[Supplied information Boundary: Start]
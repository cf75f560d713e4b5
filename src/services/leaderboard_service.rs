use std::cmp::Ordering;
use std::collections::{HashMap, HashSet};
use std::sync::Arc;

use crate::errors::{AppError, AppResult};
use crate::models::domain::{Attempt, QuizVariant};
use crate::models::dto::response::{LeaderboardEntryDto, LeaderboardResponse};
use crate::repositories::AttemptStore;
use crate::services::answer_key::variant_spec;
use crate::services::class_directory::ClassDirectory;

/// Restrict a board to the requesting teacher's students, optionally to one
/// of their classes.
pub struct LeaderboardScope<'a> {
    pub teacher_id: &'a str,
    pub class_id: Option<&'a str>,
}

pub struct LeaderboardService {
    store: Arc<dyn AttemptStore>,
    directory: Arc<dyn ClassDirectory>,
}

impl LeaderboardService {
    pub fn new(store: Arc<dyn AttemptStore>, directory: Arc<dyn ClassDirectory>) -> Self {
        Self { store, directory }
    }

    /// Rank completed attempts for a variant.
    ///
    /// Only completed attempts are considered; abandoned, cheating and reset
    /// attempts never appear. Each student is represented once, by their best
    /// attempt. Ranks are 1-based positions assigned after the scope filter,
    /// so a class board always starts at rank 1.
    pub async fn rank(
        &self,
        variant: QuizVariant,
        scope: Option<LeaderboardScope<'_>>,
        limit: i64,
        viewer: Option<&str>,
    ) -> AppResult<LeaderboardResponse> {
        let mut roster_names: Option<HashMap<String, String>> = None;
        let student_filter: Option<Vec<String>> = match &scope {
            Some(scope) => {
                if let Some(class_id) = scope.class_id {
                    if !self
                        .directory
                        .class_owned_by(scope.teacher_id, class_id)
                        .await?
                    {
                        return Err(AppError::NotAuthorized(format!(
                            "class '{}' does not belong to teacher '{}'",
                            class_id, scope.teacher_id
                        )));
                    }
                }

                let roster = self
                    .directory
                    .roster_for_teacher(scope.teacher_id, scope.class_id)
                    .await?;
                roster_names = Some(
                    roster
                        .iter()
                        .map(|entry| (entry.student_id.clone(), entry.display_name.clone()))
                        .collect(),
                );
                Some(roster.into_iter().map(|entry| entry.student_id).collect())
            }
            None => None,
        };

        let completed = self
            .store
            .find_completed_for_ranking(variant, student_filter.as_deref())
            .await?;

        let mut ranked = Self::best_per_student(completed);
        ranked.truncate(limit.max(0) as usize);

        let names = match roster_names {
            Some(names) => names,
            // Names are cosmetic on the open board; if the directory is down
            // the ids still make a usable leaderboard.
            None => {
                let ids: Vec<String> = ranked.iter().map(|a| a.student_id.clone()).collect();
                match self.directory.display_names(&ids).await {
                    Ok(names) => names,
                    Err(err) => {
                        log::warn!("Display name lookup failed, falling back to ids: {}", err);
                        HashMap::new()
                    }
                }
            }
        };

        let max_points = variant_spec(variant)
            .map(|spec| spec.max_points())
            .unwrap_or(0.0);

        let entries = ranked
            .into_iter()
            .enumerate()
            .map(|(position, attempt)| {
                let display_name = names
                    .get(&attempt.student_id)
                    .cloned()
                    .unwrap_or_else(|| attempt.student_id.clone());
                let percentage = if max_points > 0.0 {
                    (attempt.score as f64 / max_points) * 100.0
                } else {
                    0.0
                };
                LeaderboardEntryDto {
                    rank: position + 1,
                    is_current_user: viewer == Some(attempt.student_id.as_str()),
                    display_name,
                    percentage,
                    score: attempt.score,
                    completion_seconds: attempt.completion_seconds,
                    student_id: attempt.student_id,
                }
            })
            .collect();

        Ok(LeaderboardResponse { variant, entries })
    }

    /// Deterministic board order: higher score first, faster completion
    /// breaks score ties, then completion time and student id settle the
    /// rest so identical inputs always produce identical boards.
    fn ranking_order(a: &Attempt, b: &Attempt) -> Ordering {
        b.score
            .cmp(&a.score)
            .then_with(|| a.completion_seconds.cmp(&b.completion_seconds))
            .then_with(|| a.completed_at.cmp(&b.completed_at))
            .then_with(|| a.student_id.cmp(&b.student_id))
    }

    /// Sort and keep each student's best attempt.
    fn best_per_student(mut attempts: Vec<Attempt>) -> Vec<Attempt> {
        attempts.sort_by(Self::ranking_order);
        let mut seen = HashSet::new();
        attempts
            .into_iter()
            .filter(|attempt| seen.insert(attempt.student_id.clone()))
            .collect()
    }
}
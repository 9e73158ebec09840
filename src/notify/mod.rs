//! Structured notification observer.
//!
//! Instead of a global toast singleton, the core emits [`Notice`]s to
//! whatever [`Notifier`] the host registers — a console renderer, a GUI
//! toast layer, or a test recorder. The notice copy mirrors the feedback a
//! learner sees: listening prompts, success, correct/incorrect verdicts,
//! and provider failures.

use std::sync::Arc;

// ---------------------------------------------------------------------------
// Notice
// ---------------------------------------------------------------------------

/// Severity of a notice — hosts typically map this to toast styling.
#[derive(Debug, Clone, Copy, PartialEq, Eq)]
pub enum NoticeLevel {
    Info,
    Success,
    Error,
}

/// A single structured notification.
#[derive(Debug, Clone, PartialEq, Eq)]
pub struct Notice {
    pub level: NoticeLevel,
    pub title: String,
    pub body: String,
}

impl Notice {
    pub fn info(title: impl Into<String>, body: impl Into<String>) -> Self {
        Self {
            level: NoticeLevel::Info,
            title: title.into(),
            body: body.into(),
        }
    }

    pub fn success(title: impl Into<String>, body: impl Into<String>) -> Self {
        Self {
            level: NoticeLevel::Success,
            title: title.into(),
            body: body.into(),
        }
    }

    pub fn error(title: impl Into<String>, body: impl Into<String>) -> Self {
        Self {
            level: NoticeLevel::Error,
            title: title.into(),
            body: body.into(),
        }
    }
}

// ---------------------------------------------------------------------------
// Notifier trait
// ---------------------------------------------------------------------------

/// Observer interface for user-facing notifications.
///
/// Implementors must be `Send + Sync`; the orchestrator holds one behind
/// `Arc<dyn Notifier>` and calls it from async context, so `notify` must
/// not block.
pub trait Notifier: Send + Sync {
    fn notify(&self, notice: Notice);
}

/// Shared handle to a notifier.
pub type SharedNotifier = Arc<dyn Notifier>;

// ---------------------------------------------------------------------------
// LogNotifier
// ---------------------------------------------------------------------------

/// Routes notices through the `log` facade — the default sink when the
/// host registers nothing richer.
#[derive(Debug, Default)]
pub struct LogNotifier;

impl Notifier for LogNotifier {
    fn notify(&self, notice: Notice) {
        match notice.level {
            NoticeLevel::Info | NoticeLevel::Success => {
                log::info!("{}: {}", notice.title, notice.body);
            }
            NoticeLevel::Error => {
                log::error!("{}: {}", notice.title, notice.body);
            }
        }
    }
}

// ---------------------------------------------------------------------------
// Tests
// ---------------------------------------------------------------------------

#[cfg(test)]
mod tests {
    use super::*;
    use std::sync::Mutex;

    /// Records every notice for later assertions.
    pub struct RecordingNotifier {
        pub notices: Mutex<Vec<Notice>>,
    }

    impl RecordingNotifier {
        pub fn new() -> Self {
            Self {
                notices: Mutex::new(Vec::new()),
            }
        }
    }

    impl Notifier for RecordingNotifier {
        fn notify(&self, notice: Notice) {
            self.notices.lock().unwrap().push(notice);
        }
    }

    #[test]
    fn constructors_set_the_level() {
        assert_eq!(Notice::info("t", "b").level, NoticeLevel::Info);
        assert_eq!(Notice::success("t", "b").level, NoticeLevel::Success);
        assert_eq!(Notice::error("t", "b").level, NoticeLevel::Error);
    }

    #[test]
    fn recording_notifier_preserves_order() {
        let notifier = RecordingNotifier::new();
        notifier.notify(Notice::info("Listening...", "Speak your topic now"));
        notifier.notify(Notice::success("Success!", "Your learning content is ready!"));

        let notices = notifier.notices.lock().unwrap();
        assert_eq!(notices.len(), 2);
        assert_eq!(notices[0].title, "Listening...");
        assert_eq!(notices[1].level, NoticeLevel::Success);
    }

    /// `LogNotifier` must satisfy the shared-handle type.
    #[test]
    fn log_notifier_is_object_safe() {
        let notifier: SharedNotifier = Arc::new(LogNotifier);
        notifier.notify(Notice::info("test", "message"));
    }
}
//! Prompt builder for learning-content generation.
//!
//! [`PromptBuilder`] constructs the `(system_msg, user_msg)` pair sent to
//! the chat-completions endpoint. The system instruction pins down the
//! exact JSON schema the [extractor](crate::content::extract) expects:
//! explanation, example, and 3–5 four-option questions with hints.

// ---------------------------------------------------------------------------
// System instruction
// ---------------------------------------------------------------------------

/// Fixed instruction describing the tutoring task and the output contract.
///
/// Models still occasionally wrap the object in a code fence or commentary
/// despite the "ONLY valid JSON" rule — the extractor tolerates both.
const SYSTEM_INSTRUCTION: &str = r#"You are an educational AI assistant. When given a topic or question, provide:
1. A clear, simple explanation suitable for learners (2-3 paragraphs)
2. A practical, real-world example that illustrates the concept
3. Exactly 3-5 multiple choice questions to test understanding
4. Each question should have 4 options (A, B, C, D) with one correct answer
5. Include hints for each question that guide without giving away the answer

Return ONLY valid JSON in this exact format:
{
  "explanation": "Clear explanation here",
  "example": "Practical example here",
  "quiz": [
    {
      "question": "Question text?",
      "options": ["A) Option 1", "B) Option 2", "C) Option 3", "D) Option 4"],
      "correctAnswer": 0,
      "hint": "Helpful hint without revealing answer"
    }
  ]
}"#;

// ---------------------------------------------------------------------------
// PromptBuilder
// ---------------------------------------------------------------------------

/// Builds the chat messages for one topic submission.
///
/// # Example
/// ```rust
/// use speak_solve::provider::PromptBuilder;
///
/// let builder = PromptBuilder::new();
/// let (system, user) = builder.build_chat("photosynthesis");
/// assert!(system.contains("valid JSON"));
/// assert!(user.contains("photosynthesis"));
/// ```
#[derive(Debug, Default)]
pub struct PromptBuilder;

impl PromptBuilder {
    pub fn new() -> Self {
        Self
    }

    /// Build a **(system_msg, user_msg)** pair for an OpenAI-compatible API.
    ///
    /// * `system_msg` — the fixed tutoring instruction with the JSON schema.
    /// * `user_msg` — the spoken topic wrapped in the generation request.
    pub fn build_chat(&self, topic: &str) -> (String, String) {
        let system_msg = SYSTEM_INSTRUCTION.to_string();
        let user_msg = format!("Explain this topic and create a quiz: {topic}");
        (system_msg, user_msg)
    }
}

// ---------------------------------------------------------------------------
// Tests
// ---------------------------------------------------------------------------
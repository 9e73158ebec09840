//! Learning-content data model and AI-response extraction.
//!
//! This module provides:
//! * [`LearningBundle`] — explanation + example + quiz, the structured
//!   payload derived from one topic submission.
//! * [`QuizItem`] — a single multiple-choice question.
//! * [`extract`] — recovers a validated [`LearningBundle`] from the raw,
//!   free-form text a completion provider returns.
//! * [`ParseError`] — extraction/validation error variants.
//!
//! A bundle is immutable once constructed: it is produced exactly once per
//! topic submission and discarded wholesale on reset — there is no merging
//! or incremental update path.

pub mod extract;

use serde::{Deserialize, Serialize};

// ---------------------------------------------------------------------------
// Public re-exports
// ---------------------------------------------------------------------------

pub use extract::{extract, ParseError};

// ---------------------------------------------------------------------------
// QuizItem
// ---------------------------------------------------------------------------

/// A single multiple-choice quiz question.
///
/// The wire schema uses camelCase `correctAnswer`, matching the JSON the
/// provider is instructed to emit.
#[derive(Debug, Clone, PartialEq, Serialize, Deserialize)]
pub struct QuizItem {
    /// The question text.
    pub question: String,

    /// Answer options — the provider contract asks for exactly 4, but any
    /// length ≥ 2 is accepted as valid.
    pub options: Vec<String>,

    /// Index into `options` of the correct answer.
    ///
    /// Invariant (enforced by [`extract`]): `correct_answer < options.len()`.
    #[serde(rename = "correctAnswer")]
    pub correct_answer: usize,

    /// A hint that guides without giving away the answer.
    pub hint: String,
}

// ---------------------------------------------------------------------------
// LearningBundle
// ---------------------------------------------------------------------------

/// The structured explanation/example/quiz payload for one topic.
///
/// Produced by [`extract`] from raw provider output. The quiz length is
/// constrained to 3–5 by the provider contract; that bound is not enforced
/// here.
#[derive(Debug, Clone, PartialEq, Serialize, Deserialize)]
pub struct LearningBundle {
    /// Clear explanation prose — guaranteed non-empty after extraction.
    pub explanation: String,

    /// Practical real-world example — guaranteed non-empty after extraction.
    pub example: String,

    /// Ordered quiz questions.
    pub quiz: Vec<QuizItem>,
}
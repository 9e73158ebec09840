//! Core `CompletionProvider` trait and `ApiProvider` implementation.
//!
//! `ApiProvider` calls any OpenAI-compatible `/v1/chat/completions` endpoint
//! — a hosted gateway, OpenAI, Groq, or a local server in OpenAI mode.
//! All connection details come from [`ProviderConfig`]; nothing is
//! hardcoded.

use async_trait::async_trait;
use thiserror::Error;

use crate::config::ProviderConfig;
use crate::provider::prompt::PromptBuilder;

// ---------------------------------------------------------------------------
// ProviderError
// ---------------------------------------------------------------------------

/// Errors that can occur while requesting learning content.
///
/// Rate limiting (429) and quota exhaustion (402) are distinguished from
/// other failures because they call for different user-facing messages: one
/// invites a retry, the other needs external remediation. Nothing here is
/// retried automatically.
#[derive(Debug, Error)]
pub enum ProviderError {
    /// HTTP transport or connection error.
    #[error("HTTP request failed: {0}")]
    Transport(String),

    /// The request did not complete within the configured timeout.
    #[error("provider request timed out")]
    Timeout,

    /// The provider signalled 429 — the user may try again shortly.
    #[error("rate limit exceeded — please try again in a moment")]
    RateLimited,

    /// The provider signalled 402 — fatal for the current session.
    #[error("payment required — please add credits to your workspace")]
    QuotaExceeded,

    /// Any other non-success status.
    #[error("provider returned status {status}")]
    Provider { status: u16 },

    /// The HTTP response body could not be read as the expected chat
    /// completion envelope.
    #[error("failed to parse provider response: {0}")]
    Parse(String),

    /// The envelope parsed but carried no usable message content.
    #[error("provider returned an empty response")]
    EmptyResponse,
}

impl ProviderError {
    /// Map a non-success HTTP status onto the error taxonomy.
    pub fn from_status(status: u16) -> Self {
        match status {
            429 => ProviderError::RateLimited,
            402 => ProviderError::QuotaExceeded,
            status => ProviderError::Provider { status },
        }
    }

    /// `true` when the user may reasonably submit the same topic again.
    ///
    /// Quota exhaustion is excluded: it requires remediation outside the
    /// app, so prompting a retry would only frustrate.
    pub fn is_retryable(&self) -> bool {
        !matches!(self, ProviderError::QuotaExceeded)
    }
}

impl From<reqwest::Error> for ProviderError {
    fn from(e: reqwest::Error) -> Self {
        if e.is_timeout() {
            ProviderError::Timeout
        } else {
            ProviderError::Transport(e.to_string())
        }
    }
}

// ---------------------------------------------------------------------------
// CompletionProvider trait
// ---------------------------------------------------------------------------

/// Async trait for generating raw learning-content text from a topic.
///
/// Implementors must be `Send + Sync` so they can be shared across tasks
/// (e.g. wrapped in `Arc<dyn CompletionProvider>`). The returned string is
/// the provider's message content as-is — extraction and validation are the
/// caller's job.
#[async_trait]
pub trait CompletionProvider: Send + Sync {
    async fn complete(&self, topic: &str) -> Result<String, ProviderError>;
}

// ---------------------------------------------------------------------------
// ApiProvider
// ---------------------------------------------------------------------------

/// Calls an OpenAI-compatible `/v1/chat/completions` endpoint.
///
/// Works with any backend that speaks the OpenAI chat-completions wire
/// format. All connection details (`base_url`, `api_key`, `model`) come
/// exclusively from the [`ProviderConfig`] passed to
/// [`ApiProvider::from_config`].
pub struct ApiProvider {
    client: reqwest::Client,
    config: ProviderConfig,
    prompt_builder: PromptBuilder,
}

impl ApiProvider {
    /// Build an `ApiProvider` from application config.
    ///
    /// The HTTP client is pre-configured with the per-request timeout from
    /// `config.timeout_secs`. A default (no-timeout) client is used as a
    /// last-resort fallback if the builder fails (should never happen in
    /// practice).
    pub fn from_config(config: &ProviderConfig) -> Self {
        let client = reqwest::Client::builder()
            .timeout(std::time::Duration::from_secs(config.timeout_secs))
            .build()
            .unwrap_or_else(|_| reqwest::Client::new());

        Self {
            client,
            config: config.clone(),
            prompt_builder: PromptBuilder::new(),
        }
    }
}

#[async_trait]
impl CompletionProvider for ApiProvider {
    /// Request an explanation, example, and quiz for `topic`.
    ///
    /// The `Authorization: Bearer …` header is attached **only** when
    /// `config.api_key` is `Some(key)` and `key` is non-empty — safe for
    /// local providers that require no authentication.
    async fn complete(&self, topic: &str) -> Result<String, ProviderError> {
        let (system_msg, user_msg) = self.prompt_builder.build_chat(topic);

        let url = format!("{}/v1/chat/completions", self.config.base_url);

        let body = serde_json::json!({
            "model":       self.config.model,
            "messages": [
                { "role": "system", "content": system_msg },
                { "role": "user",   "content": user_msg   }
            ],
            "stream":      false,
            "temperature": self.config.temperature
        });

        let mut req = self.client.post(&url).json(&body);

        // Attach Authorization header only when api_key is a non-empty string.
        let key = self.config.api_key.as_deref().unwrap_or("");
        if !key.is_empty() {
            req = req.bearer_auth(key);
        }

        let response = req.send().await?;

        let status = response.status();
        if !status.is_success() {
            let body = response.text().await.unwrap_or_default();
            log::error!("provider error: status={status} body={body}");
            return Err(ProviderError::from_status(status.as_u16()));
        }

        let json: serde_json::Value = response
            .json()
            .await
            .map_err(|e| ProviderError::Parse(e.to_string()))?;

        let content = json["choices"][0]["message"]["content"]
            .as_str()
            .ok_or(ProviderError::EmptyResponse)?
            .trim()
            .to_string();

        if content.is_empty() {
            return Err(ProviderError::EmptyResponse);
        }

        Ok(content)
    }
}

// ---------------------------------------------------------------------------
// Tests
// ---------------------------------------------------------------------------
//! Cross-platform application paths using the `dirs` crate.
//!
//! Config dir (settings):
//!   Windows: %APPDATA%\speak-solve\
//!   macOS:   ~/Library/Application Support/speak-solve/
//!   Linux:   ~/.config/speak-solve/

use std::path::PathBuf;

/// Holds all resolved application directory/file paths.
#[derive(Debug, Clone)]
pub struct AppPaths {
    /// Directory for `settings.toml`.
    pub config_dir: PathBuf,
    /// Full path to `settings.toml`.
    pub settings_file: PathBuf,
}

impl AppPaths {
    const APP_NAME: &'static str = "speak-solve";

    /// Resolves all paths using the `dirs` crate.
    ///
    /// Falls back to the current directory if the platform cannot provide a
    /// standard path (should be extremely rare in practice).
    pub fn new() -> Self {
        let config_dir = dirs::config_dir()
            .unwrap_or_else(|| PathBuf::from("."))
            .join(Self::APP_NAME);

        let settings_file = config_dir.join("settings.toml");

        Self {
            config_dir,
            settings_file,
        }
    }
}

impl Default for AppPaths {
    fn default() -> Self {
        Self::new()
    }
}
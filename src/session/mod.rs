//! Session orchestrator module for Speak & Solve.
//!
//! This module wires the topic → provider → extractor flow and exposes the
//! shared state a front-end reads to render itself.
//!
//! # Architecture
//!
//! ```text
//! SessionCommand (mpsc)
//!        │
//!        ▼
//! SessionOrchestrator::run()  ← async tokio task
//!        │
//!        ├─ SubmitTopic ── reject if a bundle is already materialising
//!        │       │
//!        │       ├─ CompletionProvider::complete(topic)   [Generating]
//!        │       ├─ content::extract(raw)
//!        │       └─ bundle stored, SessionEvent::BundleReady [Ready]
//!        │
//!        └─ Reset ── discard topic/bundle/error            [Idle]
//!
//! SharedState (Arc<Mutex<AppState>>) ←─── read by the front-end
//! SessionEvent (mpsc) ────────────────▶ drives the front-end loop
//! ```
//!
//! At most one `LearningBundle` is being materialised at any instant; a
//! submission while one is in flight is rejected, never queued.

pub mod runner;
pub mod state;

// ---------------------------------------------------------------------------
// Public re-exports
// ---------------------------------------------------------------------------

pub use runner::{SessionCommand, SessionEvent, SessionOrchestrator};
pub use state::{new_shared_state, AppState, SessionPhase, SharedState};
[Supplied information Boundary: End]
Work instruction: All lines above from the one with "completion provider returns." to the one with "pub mod extract;", inclusive, should be copied exactly, and no other lines.

Result:
//!   free-form text a completion provider returns.
//! * [`ParseError`] — extraction/validation error variants.
//!
//! A bundle is immutable once constructed: it is produced exactly once per
//! topic submission and discarded wholesale on reset — there is no merging
//! or incremental update path.

pub mod extract;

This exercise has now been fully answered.